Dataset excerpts
*** Block opens ***

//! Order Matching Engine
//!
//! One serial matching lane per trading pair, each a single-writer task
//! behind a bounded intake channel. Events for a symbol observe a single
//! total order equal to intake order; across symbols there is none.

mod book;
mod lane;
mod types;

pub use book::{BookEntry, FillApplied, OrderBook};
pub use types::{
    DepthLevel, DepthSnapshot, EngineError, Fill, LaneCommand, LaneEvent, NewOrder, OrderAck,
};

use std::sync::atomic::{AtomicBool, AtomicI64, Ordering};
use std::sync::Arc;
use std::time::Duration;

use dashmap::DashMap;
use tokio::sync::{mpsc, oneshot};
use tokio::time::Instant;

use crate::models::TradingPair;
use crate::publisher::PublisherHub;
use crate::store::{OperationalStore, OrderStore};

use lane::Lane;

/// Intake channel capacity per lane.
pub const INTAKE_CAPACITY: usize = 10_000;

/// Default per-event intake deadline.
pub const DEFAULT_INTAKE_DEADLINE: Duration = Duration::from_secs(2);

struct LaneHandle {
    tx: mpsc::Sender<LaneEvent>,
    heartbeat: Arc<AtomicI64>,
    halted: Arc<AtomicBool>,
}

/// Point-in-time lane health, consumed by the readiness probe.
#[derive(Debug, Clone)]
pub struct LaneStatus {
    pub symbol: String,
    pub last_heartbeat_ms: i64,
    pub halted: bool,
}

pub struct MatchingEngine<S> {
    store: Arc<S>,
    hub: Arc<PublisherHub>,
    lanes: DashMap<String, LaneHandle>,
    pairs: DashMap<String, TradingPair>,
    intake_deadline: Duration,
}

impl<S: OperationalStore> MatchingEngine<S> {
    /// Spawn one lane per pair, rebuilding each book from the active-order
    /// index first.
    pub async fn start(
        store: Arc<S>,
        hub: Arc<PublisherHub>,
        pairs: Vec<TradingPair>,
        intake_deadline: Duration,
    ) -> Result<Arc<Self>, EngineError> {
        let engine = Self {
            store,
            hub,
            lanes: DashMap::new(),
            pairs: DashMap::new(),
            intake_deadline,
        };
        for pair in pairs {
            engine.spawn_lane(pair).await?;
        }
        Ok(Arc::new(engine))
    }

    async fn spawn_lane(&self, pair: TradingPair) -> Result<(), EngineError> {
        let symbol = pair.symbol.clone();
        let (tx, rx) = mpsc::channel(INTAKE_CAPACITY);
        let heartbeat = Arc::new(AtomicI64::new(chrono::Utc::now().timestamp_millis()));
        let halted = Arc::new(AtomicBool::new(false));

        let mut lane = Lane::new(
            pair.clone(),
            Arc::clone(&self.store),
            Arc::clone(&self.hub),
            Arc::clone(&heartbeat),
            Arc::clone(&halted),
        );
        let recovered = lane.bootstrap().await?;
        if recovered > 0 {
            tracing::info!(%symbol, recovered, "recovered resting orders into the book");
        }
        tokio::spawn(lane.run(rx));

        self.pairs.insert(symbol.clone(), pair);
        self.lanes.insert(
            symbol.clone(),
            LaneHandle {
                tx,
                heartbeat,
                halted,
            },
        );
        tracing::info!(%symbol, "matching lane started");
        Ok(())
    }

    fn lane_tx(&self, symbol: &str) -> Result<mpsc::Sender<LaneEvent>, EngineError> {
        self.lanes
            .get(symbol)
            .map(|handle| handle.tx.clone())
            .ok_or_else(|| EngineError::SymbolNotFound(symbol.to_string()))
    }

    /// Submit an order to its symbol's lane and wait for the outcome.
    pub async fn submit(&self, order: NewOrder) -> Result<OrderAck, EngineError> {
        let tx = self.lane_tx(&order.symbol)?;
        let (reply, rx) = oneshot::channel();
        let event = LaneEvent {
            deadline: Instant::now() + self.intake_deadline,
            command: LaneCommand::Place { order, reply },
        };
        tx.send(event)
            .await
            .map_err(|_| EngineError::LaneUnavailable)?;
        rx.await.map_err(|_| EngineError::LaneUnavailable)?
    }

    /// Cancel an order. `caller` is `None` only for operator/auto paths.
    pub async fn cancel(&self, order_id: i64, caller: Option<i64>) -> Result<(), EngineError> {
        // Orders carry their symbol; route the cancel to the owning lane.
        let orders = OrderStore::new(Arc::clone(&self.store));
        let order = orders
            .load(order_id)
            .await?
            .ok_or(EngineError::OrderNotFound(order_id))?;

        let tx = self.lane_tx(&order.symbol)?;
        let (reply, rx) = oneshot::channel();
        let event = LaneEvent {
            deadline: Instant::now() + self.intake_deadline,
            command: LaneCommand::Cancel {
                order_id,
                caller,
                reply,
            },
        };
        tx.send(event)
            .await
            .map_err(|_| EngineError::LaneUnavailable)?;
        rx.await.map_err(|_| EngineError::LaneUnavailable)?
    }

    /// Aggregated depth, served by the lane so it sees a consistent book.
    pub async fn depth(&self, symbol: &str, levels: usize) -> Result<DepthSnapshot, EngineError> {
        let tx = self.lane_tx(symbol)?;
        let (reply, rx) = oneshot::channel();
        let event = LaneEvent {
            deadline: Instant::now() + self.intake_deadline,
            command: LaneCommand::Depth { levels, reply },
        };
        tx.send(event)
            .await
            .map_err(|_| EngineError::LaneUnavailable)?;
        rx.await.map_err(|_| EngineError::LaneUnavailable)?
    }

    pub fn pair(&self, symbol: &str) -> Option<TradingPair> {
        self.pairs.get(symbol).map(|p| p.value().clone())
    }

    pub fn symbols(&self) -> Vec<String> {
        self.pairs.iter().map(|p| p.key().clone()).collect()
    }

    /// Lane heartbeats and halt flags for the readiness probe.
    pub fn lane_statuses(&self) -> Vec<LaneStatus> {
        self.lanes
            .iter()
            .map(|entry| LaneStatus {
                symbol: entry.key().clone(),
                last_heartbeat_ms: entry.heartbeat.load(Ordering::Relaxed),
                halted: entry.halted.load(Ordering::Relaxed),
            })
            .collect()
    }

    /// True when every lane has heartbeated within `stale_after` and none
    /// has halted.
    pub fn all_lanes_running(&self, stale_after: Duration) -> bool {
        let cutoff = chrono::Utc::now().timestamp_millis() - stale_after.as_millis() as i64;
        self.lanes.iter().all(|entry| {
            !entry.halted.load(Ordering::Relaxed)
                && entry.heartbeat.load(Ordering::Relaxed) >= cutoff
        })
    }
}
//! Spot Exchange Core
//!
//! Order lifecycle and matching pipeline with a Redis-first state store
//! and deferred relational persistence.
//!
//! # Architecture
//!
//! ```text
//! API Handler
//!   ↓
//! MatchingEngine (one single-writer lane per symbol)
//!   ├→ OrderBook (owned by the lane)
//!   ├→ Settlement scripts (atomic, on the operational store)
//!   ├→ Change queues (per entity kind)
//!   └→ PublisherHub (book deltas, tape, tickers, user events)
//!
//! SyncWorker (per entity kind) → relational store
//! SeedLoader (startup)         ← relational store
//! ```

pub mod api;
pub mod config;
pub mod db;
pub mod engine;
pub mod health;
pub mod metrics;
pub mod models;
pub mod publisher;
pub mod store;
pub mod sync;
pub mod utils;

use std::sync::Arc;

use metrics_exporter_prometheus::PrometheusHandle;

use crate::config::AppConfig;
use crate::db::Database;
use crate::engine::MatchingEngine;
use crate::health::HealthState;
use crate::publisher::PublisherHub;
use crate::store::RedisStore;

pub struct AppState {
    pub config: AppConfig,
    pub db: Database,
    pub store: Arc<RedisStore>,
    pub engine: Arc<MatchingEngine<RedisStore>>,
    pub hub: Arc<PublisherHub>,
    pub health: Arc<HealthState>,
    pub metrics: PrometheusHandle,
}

*** Block closes ***
*** Block opens ***

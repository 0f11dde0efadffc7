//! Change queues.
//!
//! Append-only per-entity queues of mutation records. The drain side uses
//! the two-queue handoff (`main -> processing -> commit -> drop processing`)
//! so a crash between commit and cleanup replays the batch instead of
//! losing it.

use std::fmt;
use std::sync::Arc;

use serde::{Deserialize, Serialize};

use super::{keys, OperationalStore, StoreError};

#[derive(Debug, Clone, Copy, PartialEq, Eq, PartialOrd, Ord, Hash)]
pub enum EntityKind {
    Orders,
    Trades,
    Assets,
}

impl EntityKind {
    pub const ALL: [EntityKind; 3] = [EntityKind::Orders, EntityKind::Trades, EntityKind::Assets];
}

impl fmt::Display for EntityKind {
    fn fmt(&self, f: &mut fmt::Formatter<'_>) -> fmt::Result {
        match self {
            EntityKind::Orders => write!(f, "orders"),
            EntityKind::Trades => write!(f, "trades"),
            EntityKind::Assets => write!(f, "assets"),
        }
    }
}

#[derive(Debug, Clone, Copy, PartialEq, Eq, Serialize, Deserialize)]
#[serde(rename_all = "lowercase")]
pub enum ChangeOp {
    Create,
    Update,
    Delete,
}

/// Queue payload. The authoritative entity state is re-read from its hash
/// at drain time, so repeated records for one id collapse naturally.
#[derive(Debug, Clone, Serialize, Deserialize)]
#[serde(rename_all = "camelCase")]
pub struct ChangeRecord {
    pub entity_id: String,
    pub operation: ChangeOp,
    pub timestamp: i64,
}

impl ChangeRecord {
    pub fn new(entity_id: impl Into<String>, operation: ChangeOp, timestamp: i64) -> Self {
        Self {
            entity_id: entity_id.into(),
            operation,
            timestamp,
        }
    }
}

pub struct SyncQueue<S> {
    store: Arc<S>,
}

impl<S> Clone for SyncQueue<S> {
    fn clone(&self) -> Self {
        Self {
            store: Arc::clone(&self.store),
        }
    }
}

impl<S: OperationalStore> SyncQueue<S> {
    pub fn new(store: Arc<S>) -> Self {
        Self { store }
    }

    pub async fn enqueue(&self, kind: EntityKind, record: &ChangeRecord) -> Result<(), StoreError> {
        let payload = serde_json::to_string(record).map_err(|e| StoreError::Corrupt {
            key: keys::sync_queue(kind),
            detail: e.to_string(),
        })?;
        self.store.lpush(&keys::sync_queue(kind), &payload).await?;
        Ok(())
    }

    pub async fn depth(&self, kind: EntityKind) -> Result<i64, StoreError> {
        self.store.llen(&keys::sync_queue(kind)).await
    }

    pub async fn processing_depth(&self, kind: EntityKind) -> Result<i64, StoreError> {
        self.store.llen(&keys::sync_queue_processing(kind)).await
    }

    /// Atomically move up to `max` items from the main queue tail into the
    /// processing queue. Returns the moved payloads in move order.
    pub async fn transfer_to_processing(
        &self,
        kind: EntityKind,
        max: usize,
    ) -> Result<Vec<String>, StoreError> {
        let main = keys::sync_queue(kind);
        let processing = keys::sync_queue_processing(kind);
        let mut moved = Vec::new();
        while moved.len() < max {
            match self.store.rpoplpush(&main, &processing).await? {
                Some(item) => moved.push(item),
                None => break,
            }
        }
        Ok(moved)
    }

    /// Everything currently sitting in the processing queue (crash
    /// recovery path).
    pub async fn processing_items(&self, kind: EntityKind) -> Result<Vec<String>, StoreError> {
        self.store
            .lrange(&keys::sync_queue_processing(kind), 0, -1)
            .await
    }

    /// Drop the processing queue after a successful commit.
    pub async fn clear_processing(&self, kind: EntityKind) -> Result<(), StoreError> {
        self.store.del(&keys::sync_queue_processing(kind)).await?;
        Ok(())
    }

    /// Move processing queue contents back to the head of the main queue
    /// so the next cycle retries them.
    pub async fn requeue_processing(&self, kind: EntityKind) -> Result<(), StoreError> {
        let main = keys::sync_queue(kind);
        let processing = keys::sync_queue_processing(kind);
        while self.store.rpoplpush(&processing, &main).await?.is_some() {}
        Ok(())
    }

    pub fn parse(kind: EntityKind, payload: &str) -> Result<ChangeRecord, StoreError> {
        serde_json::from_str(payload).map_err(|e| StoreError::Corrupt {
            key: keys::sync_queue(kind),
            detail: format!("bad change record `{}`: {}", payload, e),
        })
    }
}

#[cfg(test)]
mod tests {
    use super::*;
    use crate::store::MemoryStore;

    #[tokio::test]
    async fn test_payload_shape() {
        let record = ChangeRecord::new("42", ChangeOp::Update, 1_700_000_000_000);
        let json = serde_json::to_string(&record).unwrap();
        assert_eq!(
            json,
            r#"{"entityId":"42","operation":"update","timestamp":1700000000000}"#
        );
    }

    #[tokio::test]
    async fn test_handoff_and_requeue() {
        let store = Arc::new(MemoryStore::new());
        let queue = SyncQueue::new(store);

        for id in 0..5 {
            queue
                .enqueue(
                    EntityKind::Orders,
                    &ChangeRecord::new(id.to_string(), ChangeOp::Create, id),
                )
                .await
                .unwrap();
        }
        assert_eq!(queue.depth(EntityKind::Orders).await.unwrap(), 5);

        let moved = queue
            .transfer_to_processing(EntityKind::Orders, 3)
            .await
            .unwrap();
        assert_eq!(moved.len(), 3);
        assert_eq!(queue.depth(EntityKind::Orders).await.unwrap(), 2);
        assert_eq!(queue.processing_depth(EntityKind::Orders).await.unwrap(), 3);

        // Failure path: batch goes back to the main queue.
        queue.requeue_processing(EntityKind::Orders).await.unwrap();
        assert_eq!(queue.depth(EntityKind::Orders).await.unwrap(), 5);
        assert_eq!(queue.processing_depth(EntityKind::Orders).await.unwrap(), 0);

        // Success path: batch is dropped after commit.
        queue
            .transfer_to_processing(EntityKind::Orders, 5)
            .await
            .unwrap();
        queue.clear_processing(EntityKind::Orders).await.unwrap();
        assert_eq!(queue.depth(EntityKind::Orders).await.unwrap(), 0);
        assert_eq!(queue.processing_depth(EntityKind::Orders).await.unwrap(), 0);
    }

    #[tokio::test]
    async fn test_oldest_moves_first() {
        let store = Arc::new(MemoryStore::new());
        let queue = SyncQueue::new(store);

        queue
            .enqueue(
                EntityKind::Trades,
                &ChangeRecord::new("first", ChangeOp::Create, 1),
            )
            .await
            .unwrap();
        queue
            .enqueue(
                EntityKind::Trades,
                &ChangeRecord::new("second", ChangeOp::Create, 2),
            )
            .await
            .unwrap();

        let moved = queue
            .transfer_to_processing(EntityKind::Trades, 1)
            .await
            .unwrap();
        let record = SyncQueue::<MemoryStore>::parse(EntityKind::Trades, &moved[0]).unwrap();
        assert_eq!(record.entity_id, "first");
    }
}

*** Block closes ***

**Task statement**
Out of the data above, transcribe exactly and only the lines starting with the line that has "EntityKind, record: &ChangeRecord)" and going on through the line that has "while moved.len() <", both included.

**Output of the exercise**
    pub async fn enqueue(&self, kind: EntityKind, record: &ChangeRecord) -> Result<(), StoreError> {
        let payload = serde_json::to_string(record).map_err(|e| StoreError::Corrupt {
            key: keys::sync_queue(kind),
            detail: e.to_string(),
        })?;
        self.store.lpush(&keys::sync_queue(kind), &payload).await?;
        Ok(())
    }

    pub async fn depth(&self, kind: EntityKind) -> Result<i64, StoreError> {
        self.store.llen(&keys::sync_queue(kind)).await
    }

    pub async fn processing_depth(&self, kind: EntityKind) -> Result<i64, StoreError> {
        self.store.llen(&keys::sync_queue_processing(kind)).await
    }

    /// Atomically move up to `max` items from the main queue tail into the
    /// processing queue. Returns the moved payloads in move order.
    pub async fn transfer_to_processing(
        &self,
        kind: EntityKind,
        max: usize,
    ) -> Result<Vec<String>, StoreError> {
        let main = keys::sync_queue(kind);
        let processing = keys::sync_queue_processing(kind);
        let mut moved = Vec::new();
        while moved.len() < max {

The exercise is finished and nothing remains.